The next noticeable name is United Aircraft Corporation, which produced the Norden Electronic Vote Tallying System. (Id.) United Aircraft Corp. became United Technologies in 1975, which merged with Raytheon Company in 2020 to form Raytheon Technologies.
The third name of note is Rockwell Manufacturing Co., which produced the Printer Pad for the AVM Model 105. (Id. at 56.) Rockwell Manufacturing became Rockwell International, a defense and aircraft manufacturer, which was spun-off into Boeing Integrated Defense Systems in 1996.

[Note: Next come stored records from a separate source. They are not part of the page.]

//! Start command - resolve and run a simulation

use anyhow::{Context, Result};
use clap::Parser;
use std::path::PathBuf;
use uuid::Uuid;

use enterprise_types::parse_properties;
use gatling_enterprise::{
    BatchPlugin, Choice, Chooser, EnterpriseSettings, InteractivePlugin, ResolutionConfig,
    StdPrompt,
};

use super::{output, plugin_client};

#[derive(Parser, Debug)]
pub struct StartCmd {
    /// Packaged simulation artifact (JAR)
    #[arg(long)]
    pub file: PathBuf,

    /// Start this existing simulation
    #[arg(long)]
    pub simulation_id: Option<Uuid>,

    /// Team owning a new simulation (required when the token sees several teams)
    #[arg(long)]
    pub team_id: Option<Uuid>,

    /// Group id, prefixes the name of a new package
    #[arg(long)]
    pub group_id: Option<String>,

    /// Artifact id naming a new package (default: the file name without extension)
    #[arg(long)]
    pub artifact_id: Option<String>,

    /// Fully qualified simulation class to run
    #[arg(long)]
    pub simulation_class: Option<String>,

    /// Upload into this existing package instead of creating one
    #[arg(long)]
    pub package_id: Option<Uuid>,

    /// Extra system properties: "key1=value1,key2=value2"
    #[arg(long, value_name = "PROPERTIES", default_value = "")]
    pub system_properties: String,

    /// Extra environment variables: "KEY1=value1,KEY2=value2"
    #[arg(long, value_name = "PROPERTIES", default_value = "")]
    pub environment_variables: String,

    /// Ask for anything the options leave open
    #[arg(long)]
    pub interactive: bool,
}

impl StartCmd {
    pub fn execute(&self, settings: &EnterpriseSettings, json_output: bool) -> Result<()> {
        let config = self.resolution_config()?;
        let client = plugin_client(settings)?;

        let outcome = if self.interactive {
            InteractivePlugin::new(client, Chooser::new(StdPrompt)).create_or_start(&config)
        } else {
            BatchPlugin::new(client)
                .resolve_and_run(&config)
                .map(Choice::Selected)
        };

        match outcome? {
            Choice::Selected(result) => {
                println!("{}", output::format_start_result(&result, json_output));
            }
            Choice::Cancelled => println!("{}", output::format_cancelled(json_output)),
        }
        Ok(())
    }

    pub fn resolution_config(&self) -> Result<ResolutionConfig> {
        let system_properties =
            parse_properties(&self.system_properties).context("Invalid --system-properties")?;
        let environment_variables = parse_properties(&self.environment_variables)
            .context("Invalid --environment-variables")?;
        let artifact_id = self.artifact_id.clone().or_else(|| {
            self.file
                .file_stem()
                .map(|stem| stem.to_string_lossy().into_owned())
        });

        Ok(ResolutionConfig {
            simulation_id: self.simulation_id,
            team_id: self.team_id,
            group_id: self.group_id.clone(),
            artifact_id,
            simulation_class: self.simulation_class.clone(),
            package_id: self.package_id,
            system_properties,
            environment_variables,
            artifact_file: self.file.clone(),
        })
    }
}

International Business Machines (IBM) entered the elections services market in 1965 after taking over Harris Votomatic Vote Recorder, producing the Votomatic Vote Recorder, Model 100, and the Model 1440 computer. (Id.) IBM had expertise in the punch card business from supplying the Nazis with the systems used to catalogue Jews in the holocaust.
Although it is notable a number of defense contractors were involved in the early development of machine voting systems, our main line of inquiry is where things get much more interesting.

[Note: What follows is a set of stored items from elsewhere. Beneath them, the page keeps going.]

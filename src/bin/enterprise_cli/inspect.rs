//! Local artifact inspection, no network access.

use anyhow::Result;
use clap::Parser;
use std::path::PathBuf;

use package_scanner::{compute_checksum, ArtifactScanner, JarSimulationScanner};

use super::output;

#[derive(Parser, Debug)]
pub struct ChecksumCmd {
    /// Packaged simulation artifact (JAR)
    #[arg(long)]
    pub file: PathBuf,
}

impl ChecksumCmd {
    pub fn execute(&self, json_output: bool) -> Result<()> {
        let checksum = compute_checksum(&self.file)?;
        println!("{}", output::format_checksum(&self.file, &checksum, json_output));
        Ok(())
    }
}

#[derive(Parser, Debug)]
pub struct ScanCmd {
    /// Packaged simulation artifact (JAR)
    #[arg(long)]
    pub file: PathBuf,
}

impl ScanCmd {
    pub fn execute(&self, json_output: bool) -> Result<()> {
        let result = JarSimulationScanner::new().scan(&self.file)?;
        println!("{}", output::format_scan(&result, json_output));
        Ok(())
    }
}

Sequoia Voting Systems & Smartmatic (Intl.)
Mathematical Systems Corp was approved for use in CA in 1967. (California History at 56.) Diamond National Corp then acquired Mathematical Systems Corp, which was approved in 1968. (Id. at 57.) Diamond National Corp became Diamond International Corp, approved in 1973. (Id. at 60.) Diamond International Corp became Diamond International Corp., Emeryville, approved in 1982. (Id. at 66.) Diamond merged with a packaging company to create Smurffit Diamond Packaging Corporation, Emeryville, approved in 1983. (Id. at 67.) Smurffit Diamond spun off its punched-card voting business in 1983 as Sequoia Pacific Systems Corporation, which merged with Automatic Voting Machine Corporation to form Sequoia Voting Systems in 1983. In 2007, it was revealed Sequoia had sold the infamously faulty punch cards used during the 2000 U.S. election — the very mistake that precipitated the move away from punch cards and towards electronic voting machines in U.S. elections.
The 2000 handing chad episode was the motivation for Antonio Mugica, founder and CEO, to pivot Smartmatic (founded in 1997) into the voting machine business. According to Forbes:
Mugica and Piñate met as engineering students at Simón Bolívar University, the so-called MIT of Venezuela, and started Smartmatic in 2000 at the height of the first Internet bubble. The company, which was originally based in Florida, began life as a cyber security business aimed at building secure connections between bank branches. While working on that business from Mugica’s family vacation home in Boca Raton, the two friends had front row seats to Florida’s “hanging chad” debacle in the 2000 election. They saw an explosion of interest in modernizing America’s elections, and they wanted in.
Presumably because the optics of being a Venezuelan-based election security company are not good for business, Mugica restructured Smartmatic into Smartmatic International, a London-based company. Smartmatic Intl. purchased Sequoia on March 8, 2005. According to a May 30, 2005, contract between Smartmatic and the state of Michigan, “Sequoia Voting Systems support staff is supplemented by Smartmatic Corporation who have successfully worked with Sequoia staff in many large elections in 2002.” (Pg. 101.) Smartmatic purchased Sequoia in 2005 as part of aggressive consolidation in the industry and the company's push into the U.S. market following the 2004 Venezuela election, which Smartmatic ran for the Chavez regime.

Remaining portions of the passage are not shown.